Rees' research interests ranged widely over mechanistic and synthetic organic chemistry. Much of his work was concerned with heterocyclic chemistry, particularly the synthesis and chemistry of new heterocyclic rings, with an emphasis on aromatic and antiaromatic rings, and the role of reactive intermediates in heterocyclic chemistry. Recently, he had been working on heterocyclic systems with unusually high proportions of nitrogen and sulphur heteroatoms. He published about 480 papers in the scientific literature.

Rees was the President of the Royal Society of Chemistry from July 1992 for two years. He has served on its Council and many Boards and Committees at various times; he was Chair of the Publication and Information Board for four years. He was President of the Perkin Division of the RSC, and President of the Chemistry Association for the Advancement of Science.

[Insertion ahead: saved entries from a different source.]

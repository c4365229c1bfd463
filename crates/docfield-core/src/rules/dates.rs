//! Date recognition for Hungarian and English document text.
//!
//! Recognized shapes, each searched independently:
//! - `DD.MM.YYYY` with `.`, `-`, `/` or space separators
//! - `YYYY.MM.DD` with the same separators
//! - `YYYY <month> DD`, month in Hungarian or English, optionally `HU/EN`
//! - `YYYY. <month> DD.` (Hungarian long form)
//! - `DD <month> YY`
//!
//! Impossible calendar dates are dropped silently.

use chrono::{Datelike, NaiveDate};
use lazy_static::lazy_static;
use regex::{Captures, Regex};

use super::{ExtractionMatch, FieldExtractor};
use crate::text::normalize_whitespace;

lazy_static! {
    static ref DATE_DDMMYYYY: Regex =
        Regex::new(r"\b(\d{1,2})\s*[.\-/ ]\s*(\d{1,2})\s*[.\-/ ]\s*(\d{4})\b\.?").unwrap();

    static ref DATE_YYYYMMDD: Regex =
        Regex::new(r"\b(\d{4})\s*[.\-/ ]\s*(\d{1,2})\s*[.\-/ ]\s*(\d{1,2})\b\.?").unwrap();

    static ref DATE_YYYY_MON_DD: Regex = Regex::new(
        r"\b(\d{4})\s+([A-Za-zÁÉÍÓÖŐÚÜŰáéíóöőúüű]{3,}(?:/[A-Za-zÁÉÍÓÖŐÚÜŰáéíóöőúüű]{3,})?)\s+(\d{2})\b"
    ).unwrap();

    static ref DATE_YYYY_HU_MON_DD: Regex = Regex::new(
        r"\b(\d{4})\s*\.?\s*([A-Za-zÁÉÍÓÖŐÚÜŰáéíóöőúüű]+)\s+(\d{1,2})\s*\.?\b"
    ).unwrap();

    static ref DATE_DD_MON_YY: Regex = Regex::new(
        r"(?i)\b(\d{1,2})\s*[.\-/ ]\s*([A-Za-zÁÉÍÓÖŐÚÜŰáéíóöőúüű]{3,}(?:/[A-Za-zÁÉÍÓÖŐÚÜŰáéíóöőúüű]{3,})?)\s*[.\-/ ]\s*(\d{2})\b\.?"
    ).unwrap();
}

/// Position of the captures in a date pattern.
#[derive(Clone, Copy)]
enum Layout {
    DayMonthYear,
    YearMonthDay,
    YearNameDay,
    DayNameShortYear,
}

/// Date extractor over every supported shape.
///
/// `extract_all` yields unique dates in ascending order; `extract`
/// therefore returns the earliest date in the text.
pub struct DateExtractor;

impl DateExtractor {
    pub fn new() -> Self {
        Self
    }

    fn collect(
        pattern: &Regex,
        layout: Layout,
        text: &str,
        out: &mut Vec<ExtractionMatch<NaiveDate>>,
    ) {
        for caps in pattern.captures_iter(text) {
            let Some(date) = date_from_captures(&caps, layout) else {
                continue;
            };
            let Some(full) = caps.get(0) else { continue };
            out.push(ExtractionMatch::new(date, full.as_str()).with_position(full.start(), full.end()));
        }
    }
}

impl Default for DateExtractor {
    fn default() -> Self {
        Self::new()
    }
}

impl FieldExtractor for DateExtractor {
    type Output = ExtractionMatch<NaiveDate>;

    fn extract(&self, text: &str) -> Option<Self::Output> {
        self.extract_all(text).into_iter().next()
    }

    fn extract_all(&self, text: &str) -> Vec<Self::Output> {
        let mut results = self.extract_spans(text);
        results.sort_by_key(|m| m.value);
        results.dedup_by_key(|m| m.value);
        results
    }
}

impl DateExtractor {
    /// Every valid date occurrence in text order of discovery, duplicates kept.
    pub fn extract_spans(&self, text: &str) -> Vec<ExtractionMatch<NaiveDate>> {
        let mut results = Vec::new();
        Self::collect(&DATE_DDMMYYYY, Layout::DayMonthYear, text, &mut results);
        Self::collect(&DATE_YYYYMMDD, Layout::YearMonthDay, text, &mut results);
        Self::collect(&DATE_YYYY_MON_DD, Layout::YearNameDay, text, &mut results);
        Self::collect(&DATE_YYYY_HU_MON_DD, Layout::YearNameDay, text, &mut results);
        Self::collect(&DATE_DD_MON_YY, Layout::DayNameShortYear, text, &mut results);
        results
    }
}

fn date_from_captures(caps: &Captures<'_>, layout: Layout) -> Option<NaiveDate> {
    let num = |i: usize| caps.get(i).and_then(|m| m.as_str().parse::<u32>().ok());
    let (year, month, day) = match layout {
        Layout::DayMonthYear => (num(3)? as i32, num(2)?, num(1)?),
        Layout::YearMonthDay => (num(1)? as i32, num(2)?, num(3)?),
        Layout::YearNameDay => (num(1)? as i32, month_from_pair(caps.get(2)?.as_str())?, num(3)?),
        Layout::DayNameShortYear => {
            let yy = num(3)? as i32;
            let year = if yy <= 49 { 2000 + yy } else { 1900 + yy };
            (year, month_from_pair(caps.get(2)?.as_str())?, num(1)?)
        }
    };
    NaiveDate::from_ymd_opt(year, month, day)
}

/// Resolve a month token, trying each half of a `HU/EN` pair in turn.
fn month_from_pair(token: &str) -> Option<u32> {
    token
        .split('/')
        .map(str::trim)
        .filter(|part| !part.is_empty())
        .find_map(month_to_number)
}

/// Look up a Hungarian or English month name, long or abbreviated.
fn month_to_number(token: &str) -> Option<u32> {
    let lower = token.trim().to_lowercase();
    let name = lower.strip_suffix('.').unwrap_or(&lower);
    let month = match name {
        "jan" | "január" | "januar" | "january" => 1,
        "feb" | "február" | "februar" | "february" => 2,
        "márc" | "marc" | "mar" | "március" | "marcius" | "march" => 3,
        "ápr" | "apr" | "április" | "aprilis" | "april" => 4,
        "máj" | "maj" | "may" | "május" | "majus" => 5,
        "jún" | "jun" | "június" | "junius" | "june" => 6,
        "júl" | "jul" | "július" | "julius" | "july" => 7,
        "aug" | "augusztus" | "august" => 8,
        "szept" | "sep" | "sept" | "szeptember" | "september" => 9,
        "okt" | "oct" | "október" | "oktober" | "october" => 10,
        "nov" | "november" => 11,
        "dec" | "dez" | "december" => 12,
        _ => return None,
    };
    Some(month)
}

/// All unique dates in `text`, ascending.
pub fn parse_dates(text: &str) -> Vec<NaiveDate> {
    DateExtractor::new()
        .extract_all(text)
        .into_iter()
        .map(|m| m.value)
        .collect()
}

/// All unique dates in `text` as ascending ISO-8601 strings.
pub fn parse_dates_iso(text: &str) -> Vec<String> {
    parse_dates(text).iter().map(|d| d.to_string()).collect()
}

/// Earliest date in `text`, ISO formatted.
pub fn first_date(text: &str) -> Option<String> {
    parse_dates(text).first().map(|d| d.to_string())
}

/// `YYYY-MM-DD` to the `DDMMYY` form printed inside document numbers.
pub fn ddmmyy_from_iso(iso: &str) -> Option<String> {
    let date = NaiveDate::parse_from_str(iso, "%Y-%m-%d").ok()?;
    Some(format!(
        "{:02}{:02}{:02}",
        date.day(),
        date.month(),
        date.year().rem_euclid(100)
    ))
}

/// Remove every recognized date occurrence from `s`.
pub fn strip_dates(s: &str) -> String {
    let mut spans: Vec<(usize, usize)> = DateExtractor::new()
        .extract_spans(s)
        .into_iter()
        .filter_map(|m| m.position)
        .collect();
    spans.sort_unstable();

    let mut out = String::with_capacity(s.len());
    let mut cursor = 0;
    for (start, end) in spans {
        if start > cursor {
            out.push_str(&s[cursor..start]);
            out.push(' ');
        }
        cursor = cursor.max(end);
    }
    out.push_str(&s[cursor.min(s.len())..]);
    normalize_whitespace(&out)
}

#[cfg(test)]
mod tests {
    use super::*;
    use pretty_assertions::assert_eq;

    #[test]
    fn test_extract_date_dmy() {
        let extractor = DateExtractor::new();

        let result = extractor.extract("30.06.1979");
        assert!(result.is_some());
        assert_eq!(result.unwrap().value, NaiveDate::from_ymd_opt(1979, 6, 30).unwrap());
        assert_eq!(parse_dates_iso("30 06 1979."), vec!["1979-06-30"]);
    }

    #[test]
    fn test_extract_date_ymd() {
        assert_eq!(parse_dates_iso("2021.03.04."), vec!["2021-03-04"]);
        assert_eq!(parse_dates_iso("2021 - 3 - 4"), vec!["2021-03-04"]);
    }

    #[test]
    fn test_month_names() {
        assert_eq!(parse_dates_iso("1979 Júl 30"), vec!["1979-07-30"]);
        assert_eq!(parse_dates_iso("1985 MÁRC/MAR 12"), vec!["1985-03-12"]);
        assert_eq!(parse_dates_iso("2001. április 6."), vec!["2001-04-06"]);
        assert_eq!(parse_dates_iso("12 AUG/AUG 31"), vec!["2031-08-12"]);
        assert_eq!(parse_dates_iso("12 aug 79"), vec!["1979-08-12"]);
    }

    #[test]
    fn test_invalid_calendar_date_dropped() {
        assert!(parse_dates_iso("31.02.2020").is_empty());
        assert!(parse_dates_iso("2020 Foo 12").is_empty());
        assert!(parse_dates_iso("").is_empty());
    }

    #[test]
    fn test_sorted_unique() {
        let text = "valid until 2031.08.12, born 30.06.1979, again 1979.06.30";
        assert_eq!(parse_dates_iso(text), vec!["1979-06-30", "2031-08-12"]);
        assert_eq!(first_date(text), Some("1979-06-30".to_string()));
    }

    #[test]
    fn test_ddmmyy_from_iso() {
        assert_eq!(ddmmyy_from_iso("1979-06-30"), Some("300679".to_string()));
        assert_eq!(ddmmyy_from_iso("2005-01-02"), Some("020105".to_string()));
        assert_eq!(ddmmyy_from_iso("garbage"), None);
    }

    #[test]
    fn test_strip_dates() {
        assert_eq!(strip_dates("BUDAPEST 1979.06.30."), "BUDAPEST");
        assert_eq!(strip_dates("06.04.2001 MIERCUREA CIUC"), "MIERCUREA CIUC");
        assert_eq!(strip_dates("no dates here"), "no dates here");
    }
}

Amongst the many and diverse contributions to chemistry he made, his two papers describing the brilliantly conceived generation of benzyne and by the lead(IV) acetate oxidation of N-amino heterocycles are considered classic papers from this era.

He died on 21 September 2006 of undisclosed causes.

==Awards and honours==
He was the Royal Society of Chemistry's Tilden Lecturer in 1974, and the Pedler Lecturer in 1984, and received the (first) RSC Award in Heterocyclic Chemistry in 1980 and the International award in Heterocyclic Chemistry in 1995. He was elected a Fellow of the Royal Society (FRS) in 1974. He was awarded an Honorary D.Sc. by the University of Leicester in 1994 and a CBE in the New Years Honours list in 1995.